Perhaps you learned how electrical energy travels through a circuit from a source (battery) along a path (wire) to an appliance (light bulb.)
6-8 team students of Mr. Kennedy and Mr. Loar are learning about circuits utilizing 21st century technologies and with a higher level of sophistication.
Students utilize “kits” including the following resources:
- 9 volt battery for a power source
- Wire to serve as a “path”
- Small LED lights in different colors and with wire prongs on the end
- Breadboard (not wood, but a small plastic strip to which wires can be connected, and which are embedded with metal strips and rods capable of transmitting energy)
- Microcontroller (a very small computer smaller than a credit card that can read input from sensors and/or set outputs)
- Ultrasonic sensor
Provided with these materials, it is relatively simple to plug the lights into the breadboard and then use wires to connect a battery to the breadboard and lights. But to turn the lights off and on requires disconnecting ore reconnecting the wires.

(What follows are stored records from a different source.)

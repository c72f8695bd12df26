#![allow(dead_code)]

use std::sync::{
    atomic::{AtomicBool, AtomicUsize, Ordering},
    Arc,
};

use agrialert::{
    store::{Engine, Memory, Result as StoreResult},
    Alert, AlertHistory, AlertSeverity, AlertService, AlertStore, AlertSubscription, AlertType,
    CreateAlert, Notifier, SearchCriteria,
};
use async_trait::async_trait;
use chrono::{DateTime, Utc};
use parking_lot::Mutex;

pub fn service() -> (AlertService, AlertStore) {
    let store = AlertStore::memory();

    (AlertService::new(store.clone()), store)
}

pub fn frost_warning() -> CreateAlert {
    CreateAlert::new(
        AlertType::Weather,
        AlertSeverity::High,
        "Frost warning",
        "Frost expected tonight",
    )
}

#[derive(Debug, Clone, PartialEq, Eq)]
pub struct Delivery {
    pub channel: &'static str,
    pub target: String,
    pub alert_id: i64,
}

/// Test notifier that records every attempt and can be told to fail the
/// first N of them.
#[derive(Clone, Default)]
pub struct RecordingNotifier {
    pub deliveries: Arc<Mutex<Vec<Delivery>>>,
    pub attempts: Arc<AtomicUsize>,
    pub attempt_times: Arc<Mutex<Vec<tokio::time::Instant>>>,
    fail_first: Arc<AtomicUsize>,
}

impl RecordingNotifier {
    pub fn new() -> Self {
        Self::default()
    }

    pub fn failing_first(n: usize) -> Self {
        let notifier = Self::default();
        notifier.fail_first.store(n, Ordering::SeqCst);

        notifier
    }

    pub fn attempt_count(&self) -> usize {
        self.attempts.load(Ordering::SeqCst)
    }

    async fn attempt(
        &self,
        channel: &'static str,
        target: &str,
        alert: &Alert,
    ) -> anyhow::Result<()> {
        self.attempts.fetch_add(1, Ordering::SeqCst);
        self.attempt_times.lock().push(tokio::time::Instant::now());

        if self.fail_first.load(Ordering::SeqCst) > 0 {
            self.fail_first.fetch_sub(1, Ordering::SeqCst);

            anyhow::bail!("transient delivery failure");
        }

        self.deliveries.lock().push(Delivery {
            channel,
            target: target.to_owned(),
            alert_id: alert.id,
        });

        Ok(())
    }
}

#[async_trait]
impl Notifier for RecordingNotifier {
    async fn send_email(&self, address: &str, alert: &Alert) -> anyhow::Result<()> {
        self.attempt("email", address, alert).await
    }

    async fn send_sms(&self, number: &str, alert: &Alert) -> anyhow::Result<()> {
        self.attempt("sms", number, alert).await
    }

    async fn send_push(&self, user_id: &str, alert: &Alert) -> anyhow::Result<()> {
        self.attempt("push", user_id, alert).await
    }

    async fn send_in_app(&self, user_id: &str, alert: &Alert) -> anyhow::Result<()> {
        self.attempt("in_app", user_id, alert).await
    }
}

/// Memory engine wrapper whose failures can be toggled at runtime:
/// `fail_all` makes every call fail, `fail_expired` makes only the next N
/// `find_expired` calls fail.
#[derive(Clone)]
pub struct FlakyEngine {
    inner: Memory,
    pub fail_all: Arc<AtomicBool>,
    pub fail_expired: Arc<AtomicUsize>,
}

impl FlakyEngine {
    pub fn new() -> Self {
        Self {
            inner: Memory::new(),
            fail_all: Arc::new(AtomicBool::new(false)),
            fail_expired: Arc::new(AtomicUsize::new(0)),
        }
    }

    fn check(&self) -> StoreResult<()> {
        if self.fail_all.load(Ordering::SeqCst) {
            return Err(anyhow::anyhow!("store unavailable").into());
        }

        Ok(())
    }
}

#[async_trait]
impl Engine for FlakyEngine {
    async fn save_alert(&self, alert: Alert) -> StoreResult<Alert> {
        self.check()?;
        self.inner.save_alert(alert).await
    }

    async fn find_alert(&self, id: i64) -> StoreResult<Option<Alert>> {
        self.check()?;
        self.inner.find_alert(id).await
    }

    async fn find_active(&self) -> StoreResult<Vec<Alert>> {
        self.check()?;
        self.inner.find_active().await
    }

    async fn find_active_by_parcel(&self, parcel_id: i64) -> StoreResult<Vec<Alert>> {
        self.check()?;
        self.inner.find_active_by_parcel(parcel_id).await
    }

    async fn find_active_by_type(
        &self,
        alert_type: AlertType,
    ) -> StoreResult<Vec<Alert>> {
        self.check()?;
        self.inner.find_active_by_type(alert_type).await
    }

    async fn find_active_by_severity(
        &self,
        severity: AlertSeverity,
    ) -> StoreResult<Vec<Alert>> {
        self.check()?;
        self.inner.find_active_by_severity(severity).await
    }

    async fn find_active_since(&self, since: DateTime<Utc>) -> StoreResult<Vec<Alert>> {
        self.check()?;
        self.inner.find_active_since(since).await
    }

    async fn find_unacknowledged(&self) -> StoreResult<Vec<Alert>> {
        self.check()?;
        self.inner.find_unacknowledged().await
    }

    async fn find_expired(&self, now: DateTime<Utc>) -> StoreResult<Vec<Alert>> {
        self.check()?;

        if self
            .fail_expired
            .fetch_update(Ordering::SeqCst, Ordering::SeqCst, |n| n.checked_sub(1))
            .is_ok()
        {
            return Err(anyhow::anyhow!("store unavailable").into());
        }

        self.inner.find_expired(now).await
    }

    async fn find_since(
        &self,
        parcel_id: Option<i64>,
        since: DateTime<Utc>,
    ) -> StoreResult<Vec<Alert>> {
        self.check()?;
        self.inner.find_since(parcel_id, since).await
    }

    async fn search(&self, criteria: &SearchCriteria) -> StoreResult<Vec<Alert>> {
        self.check()?;
        self.inner.search(criteria).await
    }

    async fn count_alerts(&self, parcel_id: Option<i64>) -> StoreResult<i64> {
        self.check()?;
        self.inner.count_alerts(parcel_id).await
    }

    async fn count_active(&self, parcel_id: Option<i64>) -> StoreResult<i64> {
        self.check()?;
        self.inner.count_active(parcel_id).await
    }

    async fn count_unacknowledged(&self, parcel_id: Option<i64>) -> StoreResult<i64> {
        self.check()?;
        self.inner.count_unacknowledged(parcel_id).await
    }

    async fn append_history(&self, history: AlertHistory) -> StoreResult<AlertHistory> {
        self.check()?;
        self.inner.append_history(history).await
    }

    async fn find_history(&self, alert_id: i64) -> StoreResult<Vec<AlertHistory>> {
        self.check()?;
        self.inner.find_history(alert_id).await
    }

    async fn save_subscription(
        &self,
        subscription: AlertSubscription,
    ) -> StoreResult<AlertSubscription> {
        self.check()?;
        self.inner.save_subscription(subscription).await
    }

    async fn find_subscription(&self, id: i64) -> StoreResult<Option<AlertSubscription>> {
        self.check()?;
        self.inner.find_subscription(id).await
    }

    async fn find_subscriptions_by_user(
        &self,
        user_id: &str,
    ) -> StoreResult<Vec<AlertSubscription>> {
        self.check()?;
        self.inner.find_subscriptions_by_user(user_id).await
    }

    async fn find_subscription_by_user_and_parcel(
        &self,
        user_id: &str,
        parcel_id: i64,
    ) -> StoreResult<Option<AlertSubscription>> {
        self.check()?;
        self.inner
            .find_subscription_by_user_and_parcel(user_id, parcel_id)
            .await
    }

    async fn find_enabled_for_parcel(
        &self,
        parcel_id: i64,
    ) -> StoreResult<Vec<AlertSubscription>> {
        self.check()?;
        self.inner.find_enabled_for_parcel(parcel_id).await
    }

    async fn find_all_enabled(&self) -> StoreResult<Vec<AlertSubscription>> {
        self.check()?;
        self.inner.find_all_enabled().await
    }

    async fn count_enabled_subscriptions(&self) -> StoreResult<i64> {
        self.check()?;
        self.inner.count_enabled_subscriptions().await
    }
}
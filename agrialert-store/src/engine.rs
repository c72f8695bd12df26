use async_trait::async_trait;
use chrono::{DateTime, Utc};
use dyn_clone::DynClone;

use crate::{
    alert::{Alert, AlertHistory, AlertSeverity, AlertType},
    criteria::SearchCriteria,
    error::Result,
    subscription::AlertSubscription,
};

#[cfg(feature = "memory")]
mod memory;
#[cfg(feature = "pg")]
mod pg;

#[cfg(feature = "memory")]
pub use memory::*;
#[cfg(feature = "pg")]
pub use pg::*;

/// Storage contract for alerts, history rows and subscriptions.
///
/// `save_*` inserts when the id is zero (assigning a fresh id) and updates
/// otherwise. All `find_active*` queries return active alerts newest first;
/// `find_unacknowledged` orders by severity rank descending, then time
/// descending.
#[async_trait]
pub trait Engine: DynClone + Send + Sync {
    async fn save_alert(&self, alert: Alert) -> Result<Alert>;

    async fn find_alert(&self, id: i64) -> Result<Option<Alert>>;

    async fn find_active(&self) -> Result<Vec<Alert>>;

    async fn find_active_by_parcel(&self, parcel_id: i64) -> Result<Vec<Alert>>;

    async fn find_active_by_type(&self, alert_type: AlertType) -> Result<Vec<Alert>>;

    async fn find_active_by_severity(&self, severity: AlertSeverity) -> Result<Vec<Alert>>;

    async fn find_active_since(&self, since: DateTime<Utc>) -> Result<Vec<Alert>>;

    async fn find_unacknowledged(&self) -> Result<Vec<Alert>>;

    async fn find_expired(&self, now: DateTime<Utc>) -> Result<Vec<Alert>>;

    async fn find_since(&self, parcel_id: Option<i64>, since: DateTime<Utc>)
        -> Result<Vec<Alert>>;

    async fn search(&self, criteria: &SearchCriteria) -> Result<Vec<Alert>>;

    async fn count_alerts(&self, parcel_id: Option<i64>) -> Result<i64>;

    async fn count_active(&self, parcel_id: Option<i64>) -> Result<i64>;

    async fn count_unacknowledged(&self, parcel_id: Option<i64>) -> Result<i64>;

    async fn append_history(&self, history: AlertHistory) -> Result<AlertHistory>;

    async fn find_history(&self, alert_id: i64) -> Result<Vec<AlertHistory>>;

    async fn save_subscription(&self, subscription: AlertSubscription)
        -> Result<AlertSubscription>;

    async fn find_subscription(&self, id: i64) -> Result<Option<AlertSubscription>>;

    async fn find_subscriptions_by_user(&self, user_id: &str) -> Result<Vec<AlertSubscription>>;

    async fn find_subscription_by_user_and_parcel(
        &self,
        user_id: &str,
        parcel_id: i64,
    ) -> Result<Option<AlertSubscription>>;

    async fn find_enabled_for_parcel(&self, parcel_id: i64) -> Result<Vec<AlertSubscription>>;

    async fn find_all_enabled(&self) -> Result<Vec<AlertSubscription>>;

    async fn count_enabled_subscriptions(&self) -> Result<i64>;
}

dyn_clone::clone_trait_object!(Engine);
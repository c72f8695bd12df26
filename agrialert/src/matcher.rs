use agrialert_store::{Alert, AlertSubscription};

/// Returns whether a single subscription should be notified for an alert.
///
/// Parcel scoping: a subscription without a parcel matches alerts for any
/// parcel; a scoped subscription only matches alerts for the same parcel
/// (or alerts without a parcel, which go to every enabled subscription).
/// Type filtering is exact set membership; an empty filter means all types.
pub fn subscription_matches(alert: &Alert, subscription: &AlertSubscription) -> bool {
    if !subscription.is_enabled {
        return false;
    }

    if let (Some(alert_parcel), Some(subscription_parcel)) =
        (alert.parcel_id, subscription.parcel_id)
    {
        if alert_parcel != subscription_parcel {
            return false;
        }
    }

    subscription.alert_types.is_empty()
        || subscription.alert_types.contains(&alert.alert_type)
}

/// Filters the subscriber set down to the subscriptions that should be
/// notified for the given alert. Pure function, preserves input order.
pub fn matching_subscriptions(
    alert: &Alert,
    subscriptions: &[AlertSubscription],
) -> Vec<AlertSubscription> {
    subscriptions
        .iter()
        .filter(|subscription| subscription_matches(alert, subscription))
        .cloned()
        .collect()
}
fn alert_from_row(row: &PgRow) -> Result<Alert> {
    Ok(Alert {
        id: row.try_get("id")?,
        alert_type: row.try_get::<String, _>("alert_type")?.parse()?,
        severity: row.try_get::<String, _>("severity")?.parse()?,
        parcel_id: row.try_get("parcel_id")?,
        location: row.try_get("location")?,
        title: row.try_get("title")?,
        message: row.try_get("message")?,
        alert_time: row.try_get("alert_time")?,
        expiry_time: row.try_get("expiry_time")?,
        is_active: row.try_get("is_active")?,
        acknowledged: row.try_get("acknowledged")?,
        acknowledged_at: row.try_get("acknowledged_at")?,
        acknowledged_by: row.try_get("acknowledged_by")?,
        metadata: row.try_get("metadata")?,
        created_at: row.try_get("created_at")?,
    })
}

fn history_from_row(row: &PgRow) -> Result<AlertHistory> {
    Ok(AlertHistory {
        id: row.try_get("id")?,
        alert_id: row.try_get("alert_id")?,
        action: row.try_get::<String, _>("action")?.parse()?,
        performed_by: row.try_get("performed_by")?,
        notes: row.try_get("notes")?,
        action_time: row.try_get("action_time")?,
    })
}

fn subscription_from_row(row: &PgRow) -> Result<AlertSubscription> {
    Ok(AlertSubscription {
        id: row.try_get("id")?,
        user_id: row.try_get("user_id")?,
        parcel_id: row.try_get("parcel_id")?,
        alert_types: serde_json::from_value(row.try_get("alert_types")?)?,
        notification_method: row.try_get::<String, _>("notification_method")?.parse()?,
        email: row.try_get("email")?,
        phone_number: row.try_get("phone_number")?,
        is_enabled: row.try_get("is_enabled")?,
        created_at: row.try_get("created_at")?,
    })
}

Incorporating the microcontroller into the circuit creates the opportunity to control or program the lights to go on our off. For example, when the ultrasonic sensor is used in conjunction with the microcontroller lights may be triggered on when something approached the sensor. A laptop can also be connected to the microcontroller, and coding (computer programming) can be used to program lights to go on and off after a specified duration.
The study of circuits has definitely advanced!